PROMPT => Copy all lines of the listing that include the string "Serialize".
=====
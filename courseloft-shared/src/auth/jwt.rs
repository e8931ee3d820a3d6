/// JWT issuance and validation
///
/// HS256-signed tokens carrying the user identity. Two token types exist:
/// short-lived access tokens for API authentication and long-lived refresh
/// tokens exchanged for new access tokens.
///
/// # Example
///
/// ```
/// use courseloft_shared::auth::jwt::{create_token, validate_token, Claims, TokenType};
/// use uuid::Uuid;
///
/// # fn example() -> Result<(), Box<dyn std::error::Error>> {
/// let user_id = Uuid::new_v4();
/// let claims = Claims::new(user_id, TokenType::Access);
/// let token = create_token(&claims, "a-secret-of-at-least-32-characters!!")?;
///
/// let validated = validate_token(&token, "a-secret-of-at-least-32-characters!!")?;
/// assert_eq!(validated.sub, user_id);
/// # Ok(())
/// # }
/// ```
use chrono::{Duration, Utc};
use jsonwebtoken::{decode, encode, Algorithm, DecodingKey, EncodingKey, Header, Validation};
use serde::{Deserialize, Serialize};
use uuid::Uuid;

/// Token issuer claim value
const ISSUER: &str = "courseloft";

/// Error type for JWT operations
#[derive(Debug, thiserror::Error)]
pub enum JwtError {
    /// Failed to create token
    #[error("failed to create token: {0}")]
    CreateError(String),

    /// Failed to validate token
    #[error("failed to validate token: {0}")]
    ValidationError(String),

    /// Token has expired
    #[error("token has expired")]
    Expired,

    /// Token type does not match the operation
    #[error("wrong token type: expected {expected}")]
    WrongTokenType { expected: &'static str },
}

/// Token type identifier
#[derive(Debug, Clone, Copy, PartialEq, Eq, Serialize, Deserialize)]
#[serde(rename_all = "lowercase")]
pub enum TokenType {
    /// Access token (short-lived, 24 hours)
    Access,

    /// Refresh token (long-lived, 30 days)
    Refresh,
}

impl TokenType {
    /// Default expiration duration for the token type
    pub fn default_expiration(&self) -> Duration {
        match self {
            TokenType::Access => Duration::hours(24),
            TokenType::Refresh => Duration::days(30),
        }
    }
}

/// JWT claims
#[derive(Debug, Clone, Serialize, Deserialize)]
pub struct Claims {
    /// Subject - user ID
    pub sub: Uuid,

    /// Issuer - always "courseloft"
    pub iss: String,

    /// Issued at (Unix timestamp)
    pub iat: i64,

    /// Expiration time (Unix timestamp)
    pub exp: i64,

    /// Token type (custom claim)
    pub token_type: TokenType,
}

impl Claims {
    /// Creates claims with the default expiration for the token type
    pub fn new(user_id: Uuid, token_type: TokenType) -> Self {
        Self::with_expiration(user_id, token_type, token_type.default_expiration())
    }

    /// Creates claims with a custom expiration
    pub fn with_expiration(user_id: Uuid, token_type: TokenType, expires_in: Duration) -> Self {
        let now = Utc::now();
        Self {
            sub: user_id,
            iss: ISSUER.to_string(),
            iat: now.timestamp(),
            exp: (now + expires_in).timestamp(),
            token_type,
        }
    }
}

/// Signs `claims` into a compact JWT
pub fn create_token(claims: &Claims, secret: &str) -> Result<String, JwtError> {
    encode(
        &Header::new(Algorithm::HS256),
        claims,
        &EncodingKey::from_secret(secret.as_bytes()),
    )
    .map_err(|e| JwtError::CreateError(e.to_string()))
}

/// Validates signature, expiry, and issuer; returns the claims
pub fn validate_token(token: &str, secret: &str) -> Result<Claims, JwtError> {
    let mut validation = Validation::new(Algorithm::HS256);
    validation.set_issuer(&[ISSUER]);

    let data = decode::<Claims>(
        token,
        &DecodingKey::from_secret(secret.as_bytes()),
        &validation,
    )
    .map_err(|e| match e.kind() {
        jsonwebtoken::errors::ErrorKind::ExpiredSignature => JwtError::Expired,
        _ => JwtError::ValidationError(e.to_string()),
    })?;

    Ok(data.claims)
}

/// Validates a token and requires it to be an access token
pub fn validate_access_token(token: &str, secret: &str) -> Result<Claims, JwtError> {
    let claims = validate_token(token, secret)?;
    if claims.token_type != TokenType::Access {
        return Err(JwtError::WrongTokenType { expected: "access" });
    }
    Ok(claims)
}

/// Exchanges a refresh token for a fresh access token
pub fn refresh_access_token(refresh_token: &str, secret: &str) -> Result<String, JwtError> {
    let claims = validate_token(refresh_token, secret)?;
    if claims.token_type != TokenType::Refresh {
        return Err(JwtError::WrongTokenType { expected: "refresh" });
    }

    let access_claims = Claims::new(claims.sub, TokenType::Access);
    create_token(&access_claims, secret)
}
=====
COMPLETED EXERCISE =>
use serde::{Deserialize, Serialize};
#[derive(Debug, Clone, Copy, PartialEq, Eq, Serialize, Deserialize)]
#[derive(Debug, Clone, Serialize, Deserialize)]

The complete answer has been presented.